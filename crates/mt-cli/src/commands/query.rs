//! Query command implementation

use anyhow::{Context, Result};

use crate::cli::{GlobalArgs, OutputFormat, QueryArgs};
use crate::commands::common::{batch_to_json, print_batch};
use crate::context::RuntimeContext;

/// Execute the query command
pub async fn execute(args: &QueryArgs, global: &GlobalArgs) -> Result<()> {
    let ctx = RuntimeContext::new(global)?;
    let project = ctx.project(args.project.as_deref())?;

    let batch = ctx
        .engine
        .execute_sql(&project, &args.sql)
        .await
        .context("Query failed")?;

    match args.output {
        OutputFormat::Table => print_batch(&batch),
        OutputFormat::Json => println!(
            "{}",
            serde_json::to_string_pretty(&batch_to_json(&batch))?
        ),
    }
    Ok(())
}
++++++++
Your objective: Here the goal is to repeat each entry exactly.

Solution below:
filename crates/mt-cli/src/commands/query.rs
//! Query command implementation

use anyhow::{Context, Result};

use crate::cli::{GlobalArgs, OutputFormat, QueryArgs};
use crate::commands::common::{batch_to_json, print_batch};
use crate::context::RuntimeContext;

/// Execute the query command
pub async fn execute(args: &QueryArgs, global: &GlobalArgs) -> Result<()> {
    let ctx = RuntimeContext::new(global)?;
    let project = ctx.project(args.project.as_deref())?;

    let batch = ctx
        .engine
        .execute_sql(&project, &args.sql)
        .await
        .context("Query failed")?;

    match args.output {
        OutputFormat::Table => print_batch(&batch),
        OutputFormat::Json => println!(
            "{}",
            serde_json::to_string_pretty(&batch_to_json(&batch))?
        ),
    }
    Ok(())
}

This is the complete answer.